Marlon Brando played Jor-El in the 1978 Superman film, which Alexander Salkind, his son Ilya Salkind, and their business partner Pierre Spengler produced and which Richard Donner directed. In the movie, Jor-El is shown wearing the Superman "S"-shield symbol as the family crest of the House of El. In the current comics, the shield is the Kryptonian symbol for "hope," and not only is it worn by Jor-El in a similar manner to Brando of the first feature film, but it adorns all manner of Kryptonian flags, clothing, spaceships, and equipment. However, the film version is one in which the shield is unique to members of the House of El, with other Kryptonians wearing their own individualized family crests.

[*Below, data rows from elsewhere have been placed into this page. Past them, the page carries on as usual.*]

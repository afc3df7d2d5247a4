//! Queries over sets in an arena.

use super::{Expr, SetArena, SetId};

fn subquery_result(arena: &SetArena, id: SetId) -> Option<SetId> {
    match &arena[id].expr {
        Some(Expr::Stmt(stmt)) => Some(stmt.result()),
        _ => None,
    }
}

/// The set carries a shape, directly or through its subquery, or was derived
/// from a shape element.
pub fn is_view_set(arena: &SetArena, id: SetId) -> bool {
    let set = &arena[id];
    !set.shape.is_empty()
        || set.view_source.is_some()
        || subquery_result(arena, id).is_some_and(|result| is_view_set(arena, result))
}

/// The set is a subquery whose result is a view.
pub fn is_strictly_view_set(arena: &SetArena, id: SetId) -> bool {
    subquery_result(arena, id).is_some_and(|result| is_view_set(arena, result))
}

/// The nearest set carrying a shape, looking through subquery results.
pub fn subquery_shape(arena: &SetArena, id: SetId) -> Option<SetId> {
    let mut current = id;
    loop {
        if !arena[current].shape.is_empty() {
            return Some(current);
        }
        current = subquery_result(arena, current)?;
    }
}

When the teenage Clark Kent finds the green crystal his birth father placed in his ship, it leads him to the North Pole, where the green crystal creates the Fortress of Solitude, and brings Clark into contact with an interactive hologram of Jor-El, who instructs his son on how to use his powers and informs him that the people of Earth "can be a great people, Kal-El, if they wish to be. They only lack the light to show the way. For this reason above all...their capacity for good...I have sent them you, my only son." Later, Jor-El is shown advising Superman on why he must maintain his secret identity to protect himself and his loved ones.
Marlon Brando filmed additional footage for the sequel, Superman II, before differences behind the scenes caused his footage to end up on the cutting room floor. It has been restored for the 2006 revised version, Superman II: The Richard Donner Cut. In the Richard Donner Cut, Jor-El appears again as in the first as a person to guide and inform Kal-El. Jor-El's historical crystals reveal to Lex Luthor the existence of the three Phantom Zone criminals General Zod, Ursa and Non, which makes Luthor realize just who and what they are (and that it was Superman who caused their release).
Jor-El is asked by Clark if he can live a life as a human with Lois Lane. Jor-El tries to persuade Clark not to wish so, but Clark is firm with his will. Jor-El then reveals the crystal chamber with the rays of Krypton's red sun which will make Clark human forever. Later, Clark returns to find all the crystals and information regarding Krypton destroyed, but finds the original crystal and is able to bring back Jor-El. Jor-El sacrifices his remaining life-force to restore his son's powers so that Superman can save Earth from Zod. Superman later destroys the Fortress after it has been breached by Luthor and the Phantom Zone criminals, but then goes back in time, where it remains normal.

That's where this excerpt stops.